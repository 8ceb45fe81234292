//! Baseline accumulation
//!
//! The first two passes over the bucketed rows: the trial-level baseline
//! (mean value while the first item is on screen, 0-1500 ms) and the
//! per-item fixation baselines (mean value within each `fix1`..`fix4`
//! window). Both are accumulate-then-finalize; an average only exists once at
//! least one usable value contributed, so a trial with no valid first-item
//! data simply has no baseline and downstream derivations skip it.

use crate::config::AnalysisConfig;
use crate::types::{BaselineAccum, BucketRow, StimulusTag, WindowLabel};
use std::collections::HashMap;

/// Per-trial item1-window baseline accumulators.
pub type TrialBaselines = HashMap<i64, BaselineAccum>;

/// Per-trial, per-item-index fixation baseline accumulators.
pub type FixationBaselines = HashMap<i64, HashMap<u8, BaselineAccum>>;

/// Pass 1: accumulate the trial baseline from rows whose stimulus tag is the
/// first item. That tag spans both the `item1` and `fix1` sub-windows, so the
/// baseline covers the full 0-1500 ms reference interval.
///
/// An entry is created for every trial that shows the tag, even when no value
/// qualifies, so "baseline attempted but empty" is distinguishable from
/// "trial never reached the first item".
pub fn compute_trial_baselines(rows: &[BucketRow], config: &AnalysisConfig) -> TrialBaselines {
    let mut baselines = TrialBaselines::new();

    for row in rows {
        if row.sample.tag != Some(StimulusTag::FirstItem) {
            continue;
        }
        let accum = baselines.entry(row.sample.trial_id).or_default();
        if let Some(value) = config.chosen_value(row) {
            if value > 0.0 {
                accum.add(value);
            }
        }
    }

    baselines
}

/// Pass 2: accumulate per-item fixation baselines from `fix{n}`-labeled rows.
pub fn compute_fixation_baselines(
    rows: &[BucketRow],
    config: &AnalysisConfig,
) -> FixationBaselines {
    let mut baselines = FixationBaselines::new();

    for row in rows {
        let WindowLabel::Fix(n) = row.window else {
            continue;
        };
        let accum = baselines
            .entry(row.sample.trial_id)
            .or_default()
            .entry(n)
            .or_default();
        if let Some(value) = config.chosen_value(row) {
            if value > 0.0 {
                accum.add(value);
            }
        }
    }

    baselines
}
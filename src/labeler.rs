//! Window labeling
//!
//! Walks the per-trial sample stream and classifies each sample's stimulus
//! tag into a semantic window. Labeling is a two-pass process: a forward pass
//! records when each object first appears within its trial (the interval
//! map), then a second pass assigns the final label from the sample's elapsed
//! time since its own object's first appearance.

use crate::types::{LabeledSample, Sample, StimulusTag, WindowLabel};
use std::collections::HashMap;

/// Item presentation length in milliseconds.
pub const ITEM_DURATION_MS: f64 = 1000.0;

/// End of the post-item fixation sub-window, relative to item onset.
pub const FIX_END_MS: f64 = 1500.0;

/// First-appearance interval of one stimulus object within one trial.
#[derive(Debug, Clone, Copy, PartialEq)]
pub struct ObjectInterval {
    pub start: f64,
    pub end: f64,
}

/// Per-(trial, tag) first-appearance intervals.
pub type IntervalMap = HashMap<(i64, StimulusTag), ObjectInterval>;

/// Window labeler for assigning semantic windows to raw samples
pub struct WindowLabeler;

impl WindowLabeler {
    /// Label all item-tag samples; fixation, feedback and unknown tags are
    /// dropped from the output.
    pub fn label(samples: &[Sample]) -> Vec<LabeledSample> {
        let intervals = build_intervals(samples);
        assign_labels(samples, &intervals)
    }
}

/// Forward pass: record each object's first-appearance interval per trial.
///
/// Fixation and feedback samples participate here even though they are never
/// labeled: their transitions are what close the surrounding item intervals.
pub fn build_intervals(samples: &[Sample]) -> IntervalMap {
    let mut intervals = IntervalMap::new();
    let mut prev: Option<(i64, StimulusTag, f64)> = None;

    for sample in samples {
        let Some(tag) = sample.tag else { continue };

        let transition = match prev {
            Some((trial, prev_tag, _)) => trial != sample.trial_id || prev_tag != tag,
            None => true,
        };
        if transition {
            if let Some((trial, prev_tag, prev_ts)) = prev {
                if let Some(interval) = intervals.get_mut(&(trial, prev_tag)) {
                    interval.end = prev_ts;
                }
            }
            intervals.insert(
                (sample.trial_id, tag),
                ObjectInterval {
                    start: sample.timestamp_ms,
                    end: 0.0,
                },
            );
        }
        prev = Some((sample.trial_id, tag, sample.timestamp_ms));
    }

    // Close the stream's final open interval.
    if let Some((trial, tag, ts)) = prev {
        if let Some(interval) = intervals.get_mut(&(trial, tag)) {
            interval.end = ts;
        }
    }

    intervals
}

/// Second pass: assign the final window from elapsed time since the sample's
/// own object first appeared.
fn assign_labels(samples: &[Sample], intervals: &IntervalMap) -> Vec<LabeledSample> {
    let mut labeled = Vec::new();

    for sample in samples {
        let Some(tag) = sample.tag else { continue };
        let Some(n) = tag.item_index() else { continue };
        let Some(interval) = intervals.get(&(sample.trial_id, tag)) else {
            continue;
        };

        let elapsed = sample.timestamp_ms - interval.start;
        let window = if elapsed < ITEM_DURATION_MS {
            WindowLabel::Item(n)
        } else if elapsed < FIX_END_MS {
            WindowLabel::Fix(n)
        } else if n == 4 {
            WindowLabel::Response
        } else {
            WindowLabel::Fix(n)
        };

        labeled.push(LabeledSample {
            sample: sample.clone(),
            window,
        });
    }

    labeled
}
•••
Beginning at the line that contains "else if n == 4" and ending at the last line above, copy each line without any change.

▶ ANSWER BELOW:
        } else if n == 4 {
            WindowLabel::Response
        } else {
            WindowLabel::Fix(n)
        };

        labeled.push(LabeledSample {
            sample: sample.clone(),
            window,
        });
    }

    labeled
}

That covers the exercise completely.